America's military coup

Donald Rumsfeld has a new war on his hands - the US officer corps has turned
on the government

Sidney Blumenthal
Thursday May 13, 2004
The Guardian

Donald Rumsfeld, the US defence secretary, told George Bush in February
about torture at Abu Ghraib prison. From the limited detail Rumsfeld
recalled of that meeting, it can be deduced that Bush gave no orders,
insisted on no responsibility, did not ask to see the already commissioned
Taguba report. If there are exculpatory facts, Rumsfeld has failed to
mention them.

For decades, Rumsfeld has had a reputation as a great white shark of the
bureaucratic seas: sleek, fast-moving and voracious. As counsellor to
Richard Nixon during the impeachment crisis, his deputy was the young Dick
Cheney, and together they helped to right the ship of state under Gerald
Ford.

Here they were given a misleading gloss as moderates; competence at handling
power was confused with pragmatism. Cheney became the most hardline of
congressmen, and Rumsfeld informed acquaintances that he was always more
conservative than they imagined. One lesson they seem to have learned from
the Nixon debacle was ruthlessness. His collapse confirmed in them a belief
in the imperial presidency based on executive secrecy. One gets the
impression that, unlike Nixon, they would have burned the White House tapes.

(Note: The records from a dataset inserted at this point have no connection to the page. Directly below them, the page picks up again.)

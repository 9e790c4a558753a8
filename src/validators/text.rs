//! Short and long text validation.
//!
//! Both families share one rule set and differ only in their length limit.
//! An empty string is treated exactly like a null value: it fails a required
//! field and short-circuits an optional one before any constraint check, so
//! a declared pattern is never run against the empty string.

use regex::Regex;
use serde_json::Value;

use super::check_null;
use crate::error::ValidationError;
use crate::schema::{Attribute, LONG_TEXT_LIMIT, SHORT_TEXT_LIMIT};

pub(crate) fn validate_short_text(
    attr: &Attribute,
    required: bool,
    value: &Value,
    field: &str,
) -> Result<(), ValidationError> {
    validate_text(attr, required, value, field, SHORT_TEXT_LIMIT)
}

pub(crate) fn validate_long_text(
    attr: &Attribute,
    required: bool,
    value: &Value,
    field: &str,
) -> Result<(), ValidationError> {
    validate_text(attr, required, value, field, LONG_TEXT_LIMIT)
}

fn validate_text(
    attr: &Attribute,
    required: bool,
    value: &Value,
    field: &str,
    limit: usize,
) -> Result<(), ValidationError> {
    if let Some(result) = check_null(required, value, field) {
        return result;
    }

    let text = match value.as_str() {
        Some(text) => text,
        None => {
            tracing::warn!(field, "text field value is not a string");
            return Err(ValidationError::NotAString(field.to_string()));
        }
    };

    if text.chars().count() > limit {
        tracing::warn!(field, limit, "text field value over length limit");
        return Err(ValidationError::OverLength {
            field: field.to_string(),
            limit,
        });
    }

    if text.is_empty() {
        if required {
            tracing::warn!(field, "required text field is empty");
            return Err(ValidationError::RequiredFieldMissing(field.to_string()));
        }
        return Ok(());
    }

    // A string option payload is a regex the value must match in full.
    // A pattern that does not compile rejects the value rather than
    // crashing the validation run.
    if let Value::String(pattern) = &attr.option {
        if !pattern.is_empty() && !matches_fully(pattern, text) {
            tracing::warn!(field, pattern = pattern.as_str(), "text field value does not match pattern");
            return Err(ValidationError::RegexMismatch(field.to_string()));
        }
    }

    Ok(())
}

/// Whether `text` matches `pattern` in full. An invalid pattern counts as a
/// mismatch.
fn matches_fully(pattern: &str, text: &str) -> bool {
    match Regex::new(&format!("^(?:{pattern})$")) {
        Ok(re) => re.is_match(text),
        Err(_) => false,
    }
}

Under Bush, the team of Cheney and Rumsfeld spread across the top rungs of
government, drawing staff from the neoconservative cabal and infusing their
rightwing temperaments with ideological imperatives. The unvarnished will to
power took on a veneer of ideas and idealism. Iraq was not a case of
vengeance or power, but the cause of democracy and human rights.

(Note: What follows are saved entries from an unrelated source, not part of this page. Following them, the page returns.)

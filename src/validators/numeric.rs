//! Integer validation.

use serde_json::Value;

use super::check_null;
use crate::error::ValidationError;
use crate::options::parse_int_option;
use crate::schema::Attribute;

/// Validates an integer field.
///
/// Integer and float numbers are both accepted; floats truncate toward
/// zero before the range check, matching how loosely-typed transports
/// deliver integral values as floats.
///
/// The decoded bounds apply only when both sides are declared. A bound
/// string that fails to parse as an `i64` degrades to the widest
/// representable value on that side, so a malformed schema constraint
/// never rejects writes on that side.
pub(crate) fn validate_int(
    attr: &Attribute,
    required: bool,
    value: &Value,
    field: &str,
) -> Result<(), ValidationError> {
    if let Some(result) = check_null(required, value, field) {
        return result;
    }

    let number = match value {
        Value::Number(n) => n,
        _ => {
            tracing::warn!(field, "integer field value is not a number");
            return Err(ValidationError::NotAnInteger(field.to_string()));
        }
    };
    let candidate = match number.as_i64() {
        Some(i) => i,
        None => match number.as_f64() {
            Some(f) => f as i64,
            None => {
                tracing::warn!(field, "integer field value is not representable");
                return Err(ValidationError::NotAnInteger(field.to_string()));
            }
        },
    };

    let bounds = parse_int_option(&attr.option);
    if bounds.min.is_empty() || bounds.max.is_empty() {
        return Ok(());
    }

    let max = bounds.max.parse::<i64>().unwrap_or(i64::MAX);
    let min = bounds.min.parse::<i64>().unwrap_or(i64::MIN);
    if candidate > max || candidate < min {
        tracing::warn!(field, candidate, min, max, "integer field value out of range");
        return Err(ValidationError::OutOfRange(field.to_string()));
    }

    Ok(())
}
fn di_version(dpidr: u32) -> Option<u8> {
    match dpidr {
        // Cortex-M3, Cortex-M4
        0x2BA0_1477 => Some(3),
        // Cortex-M0+
        0x0BC1_1477 => Some(2),
        // Cortex-M33
        0x6BA0_2477 => Some(4),
        _ => None,
    }
}

fn dump_di(target: &Target, di: &DiLayout) -> Result<(), anyhow::Error> {
    let mut page = vec![0u8; devices::DI_PAGE_SIZE as usize];
    target.mem_read(&mut page, di.base)?;
    for (i, line) in page.chunks_exact(16).enumerate() {
        let mut s = String::new();
        for off in (0..16).step_by(4) {
            write!(s, " {:08x}", line.pread_with::<u32>(off, LE)?)?;
        }
        trace!("DI[{:03x}]{}", (di.base as usize + i * 16) & 0xFFF, s);
    }
    Ok(())
}

/// Identify the chip behind a Cortex-M target and describe its memories.
pub fn probe(target: &mut Target) -> Result<bool, anyhow::Error> {
    let dpidr = target.ap().dp().idcode();
    let Some(di) = di_version(dpidr).and_then(devices::di_layout) else {
        trace!("DPIDR {:#010x} is not an EFM32", dpidr);
        return Ok(false);
    };

    if tracing::enabled!(Level::TRACE) {
        dump_di(target, di)?;
    }

    let part = target.mem_read32(di.part)?;
    let msize = target.mem_read32(di.msize)?;
    if target.check_error()? {
        debug!("fault reading DI version {}", di.version);
        return Ok(false);
    }

    let family = di.part_family(part);
    debug!("DI version {} part family {}", di.version, family);
    let Some(device) = devices::lookup_device(family) else {
        return Ok(false);
    };

    let part_number = di.part_number(part);
    let (flash_kib, ram_kib) = devices::msize_kib(msize);
    let flash_size = flash_kib as u32 * 0x400;
    let page_size = device.page_size;

    target.set_driver(format!(
        "{} {} F{} {}",
        device.name, part_number, flash_kib, device.description
    ));
    target.set_inhibit_srst(true);
    debug!("flash size {} page size {}", flash_size, page_size);

    let driver = Rc::new(Efm32 { device, di });
    let region = |start, length| FlashRegion {
        start,
        length,
        block_size: page_size,
        buf_size: page_size,
        driver: driver.clone(),
    };

    target.add_ram(SRAM_BASE, ram_kib as u32 * 0x400);
    target.add_flash(region(0, flash_size));
    if device.user_data_size != 0 {
        target.add_flash(region(USER_DATA_BASE, device.user_data_size));
    }
    if device.bootloader_size != 0 {
        target.add_flash(region(BOOTLOADER_BASE, device.bootloader_size));
    }
    target.add_commands("EFM32", commands(&driver));

    Ok(true)
}
//! Tunables for link bring-up, discovery and flash programming.

/// Poll bounds and discovery limits.
///
/// Timeouts that are `None` poll forever, which is what the hardware
/// handshakes traditionally do.
#[derive(Clone, Copy, PartialEq, Eq, Debug, serde::Serialize, serde::Deserialize)]
#[serde(default)]
pub struct Config {
    /// Bound on each half of the CDBGRSTREQ/CDBGRSTACK handshake.
    pub reset_timeout_ms: u64,
    /// Bound on the CSYSPWRUPACK/CDBGPWRUPACK wait.
    pub power_up_timeout_ms: Option<u64>,
    /// Deepest ROM table nesting that will be followed.
    pub max_rom_depth: u32,
    /// Bound on the authentication port's device erase.
    pub aap_erase_timeout_ms: Option<u64>,
    /// Bound on a flash loader stub run.
    pub stub_timeout_ms: Option<u64>,
}

impl Default for Config {
    fn default() -> Self {
        Self {
            reset_timeout_ms: 200,
            power_up_timeout_ms: None,
            max_rom_depth: 8,
            aap_erase_timeout_ms: None,
            stub_timeout_ms: None,
        }
    }
}
//! Block memory access through a MEM-AP.

use scroll::{Pread, Pwrite, LE};
use tracing::trace;

use crate::ap::{regs, Ap};
use crate::dp::regs::RDBUFF_ADDR;
use crate::probe::Port;

/// TAR auto-increment is only guaranteed within a 1 KiB block.
const AUTOINC_BOUNDARY: u32 = 0x400;

#[derive(Copy, Clone, PartialEq, Eq, PartialOrd, Ord, Debug)]
pub enum Align {
    Byte,
    HalfWord,
    Word,
}

impl Align {
    /// Coarsest access width `x` is aligned to.
    pub fn of(x: u32) -> Self {
        if x & 3 == 0 {
            Self::Word
        } else if x & 1 == 0 {
            Self::HalfWord
        } else {
            Self::Byte
        }
    }

    pub fn bytes(self) -> usize {
        match self {
            Self::Byte => 1,
            Self::HalfWord => 2,
            Self::Word => 4,
        }
    }

    fn csw_size(self) -> u8 {
        match self {
            Self::Byte => regs::CSW_SIZE_BYTE,
            Self::HalfWord => regs::CSW_SIZE_HALFWORD,
            Self::Word => regs::CSW_SIZE_WORD,
        }
    }
}

fn crosses_boundary(a: u32, b: u32) -> bool {
    (a ^ b) & !(AUTOINC_BOUNDARY - 1) != 0
}

/// Pull the element for `addr` out of its byte lane.
fn extract(dest: &mut [u8], addr: u32, val: u32) {
    let val = val >> ((addr & 3) * 8);
    dest.copy_from_slice(&val.to_le_bytes()[..dest.len()]);
}

/// Place the element for `addr` in its byte lane.
fn pack(src: &[u8], addr: u32) -> u32 {
    let mut word = [0u8; 4];
    word[..src.len()].copy_from_slice(src);
    u32::from_le_bytes(word) << ((addr & 3) * 8)
}

impl Ap {
    fn mem_access_setup(&self, addr: u32, align: Align) -> Result<(), anyhow::Error> {
        let mut csw = self.csw();
        csw.set_addr_inc(regs::CSW_ADDRINC_SINGLE);
        csw.set_size(align.csw_size());
        self.write(regs::CSW_ADDR, csw.0)?;
        self.dp().raw_write(Port::Ap, regs::TAR_ADDR, addr)
    }

    /// Read `dest.len()` bytes starting at `src`.
    ///
    /// Faults are not reported here; check [`Dp::error`](crate::dp::Dp::error) afterwards.
    pub fn mem_read(&self, dest: &mut [u8], src: u32) -> Result<(), anyhow::Error> {
        if dest.is_empty() {
            return Ok(());
        }
        let align = Align::of(src).min(Align::of(dest.len() as u32));
        let width = align.bytes();
        trace!("mem_read {:#010x} len {} width {}", src, dest.len(), width);

        self.mem_access_setup(src, align)?;
        let dp = self.dp();
        // Reads are posted: this one only starts the first transfer.
        dp.raw_read(Port::Ap, regs::DRW_ADDR)?;

        let mut chunks = dest.chunks_exact_mut(width);
        let count = chunks.len();
        let mut addr = src;
        let mut tar = src;
        for chunk in chunks.by_ref().take(count - 1) {
            let val = dp.raw_read(Port::Ap, regs::DRW_ADDR)?;
            extract(chunk, addr, val);
            addr = addr.wrapping_add(width as u32);
            if crosses_boundary(addr, tar) {
                tar = addr;
                dp.raw_write(Port::Ap, regs::TAR_ADDR, addr)?;
                dp.raw_read(Port::Ap, regs::DRW_ADDR)?;
            }
        }

        let val = dp.raw_read(Port::Dp, RDBUFF_ADDR)?;
        if let Some(last) = chunks.next() {
            extract(last, addr, val);
        }
        Ok(())
    }

    /// Write `src` to target memory at `dest`.
    pub fn mem_write(&self, dest: u32, src: &[u8]) -> Result<(), anyhow::Error> {
        if src.is_empty() {
            return Ok(());
        }
        let align = Align::of(dest).min(Align::of(src.len() as u32));
        self.mem_write_sized(dest, src, align)
    }

    /// Write with an explicit access width. `src.len()` must be a multiple of it.
    pub fn mem_write_sized(&self, dest: u32, src: &[u8], align: Align) -> Result<(), anyhow::Error> {
        if src.is_empty() {
            return Ok(());
        }
        let width = align.bytes();
        trace!("mem_write {:#010x} len {} width {}", dest, src.len(), width);

        self.mem_access_setup(dest, align)?;
        let dp = self.dp();
        let mut addr = dest;
        let mut tar = dest;
        for chunk in src.chunks_exact(width) {
            dp.raw_write(Port::Ap, regs::DRW_ADDR, pack(chunk, addr))?;
            addr = addr.wrapping_add(width as u32);
            if crosses_boundary(addr, tar) {
                tar = addr;
                dp.raw_write(Port::Ap, regs::TAR_ADDR, addr)?;
            }
        }
        Ok(())
    }

    pub fn mem_read32(&self, addr: u32) -> Result<u32, anyhow::Error> {
        let mut buf = [0u8; 4];
        self.mem_read(&mut buf, addr)?;
        Ok(buf.pread_with::<u32>(0, LE)?)
    }

    pub fn mem_write32(&self, addr: u32, val: u32) -> Result<(), anyhow::Error> {
        let mut buf = [0u8; 4];
        buf.pwrite_with(val, 0, LE)?;
        self.mem_write(addr, &buf)
    }

    pub fn mem_read16(&self, addr: u32) -> Result<u16, anyhow::Error> {
        let mut buf = [0u8; 2];
        self.mem_read(&mut buf, addr)?;
        Ok(buf.pread_with::<u16>(0, LE)?)
    }
}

The fate of the neoconservative project depends on Rumsfeld's job. If he
were to go, so would his deputy, the neoconservative Robespierre, Paul
Wolfowitz. Also threatened would be the cadres who stovepiped the
disinformation that neoconservative darling Ahmed Chalabi used to manipulate
public opinion before the war. In his Senate testimony last week, Rumsfeld
explained that the government asking the press not to report Abu Ghraib "is
not against our principles. It is not suppression of the news." War is
peace.

Six National Guard soldiers from a West Virginia unit who treated Abu Ghraib
as a playpen of pornographic torture have been designated as scapegoats.
Will the show trials of these working-class antiheroes put an end to any
inquiries about the chain of command? In an extraordinary editorial, the
Army Times, which had not previously ventured into such controversy,
declared that "the folks in the Pentagon are talking about the wrong morons
... This was not just a failure of leadership at the local command level.
This was a failure that ran straight to the top. Accountabilty here is
essential - even if that means relieving leaders from duty in a time of
war."

William Odom, a retired general and former member of the National Security
Council who is now at the Hudson Institute, a conservative thinktank,
reflects a wide swath of opinion in the upper ranks of the military. "It was
never in our interest to go into Iraq," he told me. It is a "diversion" from
the war on terrorism; the rationale for the Iraq war (finding WMD) is
"phoney"; the US army is overstretched and being driven "into the ground";
and the prospect of building a democracy is "zero". In Iraqi politics, he
says, "legitimacy is going to be tied to expelling us. Wisdom in military
affairs dictates withdrawal in this situation. We can't afford to fail,
that's mindless. The issue is how we stop failing more. I am arguing a
strategic decision."

One high-level military strategist told me that Rumsfeld is "detested", and
that "if there's a sentiment in the army it is: Support Our Troops, Impeach
Rumsfeld".
The Council on Foreign Relations has been showing old movies with renewed
relevance to its members. The Battle of Algiers, depicting the nature and
costs of a struggle with terrorism, is the latest feature. The seething in
the military against Bush and Rumsfeld might prompt a showing of Seven Days
in May, about a coup staged by a rightwing general against a weak liberal
president, an artefact of the conservative hatred directed at President
Kennedy in the early 60s.

In 1992, General Colin Powell, chairman of the joint chiefs, awarded the
prize for his strategy essay competition at the National Defence University
to Lieutenant Colonel Charles Dunlap for The Origins of the American
Military Coup of 2012. His cautionary tale imagined an incapable civilian
government creating a vacuum that drew a competent military into a coup
disastrous for democracy. The military, of course, is bound to uphold the
constitution. But Dunlap wrote: "The catastrophe that occurred on our watch
took place because we failed to speak out against policies we knew were
wrong. It's too late for me to do any more. But it's not for you."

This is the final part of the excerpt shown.